▸ THE TASK
All of the data below must be repeated exactly.

▸ AVAILABLE DATA
use std::path::Path;
use std::sync::Arc;

use yelp_explorer::data::filter::MAX_RATING;
use yelp_explorer::pipeline::stats::top_reviewed;
use yelp_explorer::{
    run, select_cluster, ClusterId, ClusterSummary, Dataset, DatasetCache, FilterParams,
    PipelineConfig, PipelineOutput,
};

// ---------------------------------------------------------------------------
// Pages
// ---------------------------------------------------------------------------

#[derive(Debug, Clone, Copy, PartialEq, Eq)]
pub enum Page {
    Map,
    Statistics,
    OpeningHours,
    Insights,
}

impl Page {
    pub const ALL: [Page; 4] = [Page::Map, Page::Statistics, Page::OpeningHours, Page::Insights];

    pub fn title(self) -> &'static str {
        match self {
            Page::Map => "📍 Cluster map",
            Page::Statistics => "📊 Statistics",
            Page::OpeningHours => "⏰ Opening hours",
            Page::Insights => "⚡ Insights & KPIs",
        }
    }
}

// ---------------------------------------------------------------------------
// Application state
// ---------------------------------------------------------------------------

/// The full UI state, independent of rendering.
pub struct AppState {
    /// Source of the dataset; reloads go through here.
    pub cache: DatasetCache,

    /// Dataset the current output was computed from.
    pub dataset: Arc<Dataset>,

    pub config: PipelineConfig,

    /// Active filter thresholds.
    pub params: FilterParams,

    /// Tables of the last pipeline run.
    pub output: PipelineOutput,

    /// Cluster picked on the map page, if any.
    pub selected_cluster: Option<ClusterId>,

    /// Listings with the most reviews over the whole dataset (indices).
    pub top_reviewed: Vec<usize>,

    pub page: Page,

    /// Status / error message shown in the UI.
    pub status_message: Option<String>,
}

impl AppState {
    pub fn new(cache: DatasetCache, dataset: Arc<Dataset>, config: PipelineConfig) -> Self {
        let mut state = Self {
            cache,
            params: FilterParams::unrestricted(&dataset),
            top_reviewed: top_reviewed(&dataset, config.top_n),
            dataset,
            config,
            output: PipelineOutput::default(),
            selected_cluster: None,
            page: Page::Map,
            status_message: None,
        };
        state.recompute();
        state
    }

    /// Ingest a newly loaded dataset and reset the filters to show everything.
    pub fn set_dataset(&mut self, dataset: Arc<Dataset>) {
        self.params = FilterParams::unrestricted(&dataset);
        self.top_reviewed = top_reviewed(&dataset, self.config.top_n);
        self.dataset = dataset;
        self.status_message = None;
        self.recompute();
    }

    /// Rerun the pipeline for the current filters.
    ///
    /// Cluster ids only mean something against the table they came with, so
    /// every run drops the cluster selection. A rejected filter empties the
    /// output instead of leaving the previous tables on screen.
    pub fn recompute(&mut self) {
        self.selected_cluster = None;
        match run(&self.dataset, &self.params, &self.config) {
            Ok(output) => {
                self.output = output;
                self.status_message = None;
            }
            Err(e) => {
                log::warn!("Filter rejected: {e}");
                self.output = PipelineOutput::default();
                self.status_message = Some(format!("Invalid filter: {e}"));
            }
        }
    }

    /// Update the thresholds (clamped to their domains) and recompute when
    /// they changed.
    pub fn set_filters(&mut self, min_rating: f64, max_review_count: u64) {
        let params = FilterParams {
            min_rating: min_rating.clamp(0.0, MAX_RATING),
            max_review_count: max_review_count.clamp(1, self.review_slider_max()),
        };
        if params != self.params {
            self.params = params;
            self.recompute();
        }
    }

    /// Upper end of the review-count slider.
    pub fn review_slider_max(&self) -> u64 {
        self.dataset.max_review_count().max(1)
    }

    /// Cluster shown on the map page, `None` when no cluster exists.
    pub fn current_cluster(&self) -> Option<&ClusterSummary> {
        select_cluster(&self.output.clusters, self.selected_cluster)
    }

    /// Read the current file again.
    pub fn reload(&mut self) {
        match self.cache.reload() {
            Ok(dataset) => self.set_dataset(dataset),
            Err(e) => {
                log::error!("Failed to reload {}: {e:#}", self.cache.path().display());
                self.status_message = Some(format!("Error: {e:#}"));
            }
        }
    }

    /// Switch to another file; the current dataset stays on failure.
    pub fn open(&mut self, path: &Path) {
        match self.cache.open(path) {
            Ok(dataset) => self.set_dataset(dataset),
            Err(e) => {
                log::error!("Failed to load file: {e:#}");
                self.status_message = Some(format!("Error: {e:#}"));
            }
        }
    }
}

▸ TASK SOLUTION
use std::path::Path;
use std::sync::Arc;

use yelp_explorer::data::filter::MAX_RATING;
use yelp_explorer::pipeline::stats::top_reviewed;
use yelp_explorer::{
    run, select_cluster, ClusterId, ClusterSummary, Dataset, DatasetCache, FilterParams,
    PipelineConfig, PipelineOutput,
};

// ---------------------------------------------------------------------------
// Pages
// ---------------------------------------------------------------------------

#[derive(Debug, Clone, Copy, PartialEq, Eq)]
pub enum Page {
    Map,
    Statistics,
    OpeningHours,
    Insights,
}

impl Page {
    pub const ALL: [Page; 4] = [Page::Map, Page::Statistics, Page::OpeningHours, Page::Insights];

    pub fn title(self) -> &'static str {
        match self {
            Page::Map => "📍 Cluster map",
            Page::Statistics => "📊 Statistics",
            Page::OpeningHours => "⏰ Opening hours",
            Page::Insights => "⚡ Insights & KPIs",
        }
    }
}

// ---------------------------------------------------------------------------
// Application state
// ---------------------------------------------------------------------------

/// The full UI state, independent of rendering.
pub struct AppState {
    /// Source of the dataset; reloads go through here.
    pub cache: DatasetCache,

    /// Dataset the current output was computed from.
    pub dataset: Arc<Dataset>,

    pub config: PipelineConfig,

    /// Active filter thresholds.
    pub params: FilterParams,

    /// Tables of the last pipeline run.
    pub output: PipelineOutput,

    /// Cluster picked on the map page, if any.
    pub selected_cluster: Option<ClusterId>,

    /// Listings with the most reviews over the whole dataset (indices).
    pub top_reviewed: Vec<usize>,

    pub page: Page,

    /// Status / error message shown in the UI.
    pub status_message: Option<String>,
}

impl AppState {
    pub fn new(cache: DatasetCache, dataset: Arc<Dataset>, config: PipelineConfig) -> Self {
        let mut state = Self {
            cache,
            params: FilterParams::unrestricted(&dataset),
            top_reviewed: top_reviewed(&dataset, config.top_n),
            dataset,
            config,
            output: PipelineOutput::default(),
            selected_cluster: None,
            page: Page::Map,
            status_message: None,
        };
        state.recompute();
        state
    }

    /// Ingest a newly loaded dataset and reset the filters to show everything.
    pub fn set_dataset(&mut self, dataset: Arc<Dataset>) {
        self.params = FilterParams::unrestricted(&dataset);
        self.top_reviewed = top_reviewed(&dataset, self.config.top_n);
        self.dataset = dataset;
        self.status_message = None;
        self.recompute();
    }

    /// Rerun the pipeline for the current filters.
    ///
    /// Cluster ids only mean something against the table they came with, so
    /// every run drops the cluster selection. A rejected filter empties the
    /// output instead of leaving the previous tables on screen.
    pub fn recompute(&mut self) {
        self.selected_cluster = None;
        match run(&self.dataset, &self.params, &self.config) {
            Ok(output) => {
                self.output = output;
                self.status_message = None;
            }
            Err(e) => {
                log::warn!("Filter rejected: {e}");
                self.output = PipelineOutput::default();
                self.status_message = Some(format!("Invalid filter: {e}"));
            }
        }
    }

    /// Update the thresholds (clamped to their domains) and recompute when
    /// they changed.
    pub fn set_filters(&mut self, min_rating: f64, max_review_count: u64) {
        let params = FilterParams {
            min_rating: min_rating.clamp(0.0, MAX_RATING),
            max_review_count: max_review_count.clamp(1, self.review_slider_max()),
        };
        if params != self.params {
            self.params = params;
            self.recompute();
        }
    }

    /// Upper end of the review-count slider.
    pub fn review_slider_max(&self) -> u64 {
        self.dataset.max_review_count().max(1)
    }

    /// Cluster shown on the map page, `None` when no cluster exists.
    pub fn current_cluster(&self) -> Option<&ClusterSummary> {
        select_cluster(&self.output.clusters, self.selected_cluster)
    }

    /// Read the current file again.
    pub fn reload(&mut self) {
        match self.cache.reload() {
            Ok(dataset) => self.set_dataset(dataset),
            Err(e) => {
                log::error!("Failed to reload {}: {e:#}", self.cache.path().display());
                self.status_message = Some(format!("Error: {e:#}"));
            }
        }
    }

    /// Switch to another file; the current dataset stays on failure.
    pub fn open(&mut self, path: &Path) {
        match self.cache.open(path) {
            Ok(dataset) => self.set_dataset(dataset),
            Err(e) => {
                log::error!("Failed to load file: {e:#}");
                self.status_message = Some(format!("Error: {e:#}"));
            }
        }
    }
}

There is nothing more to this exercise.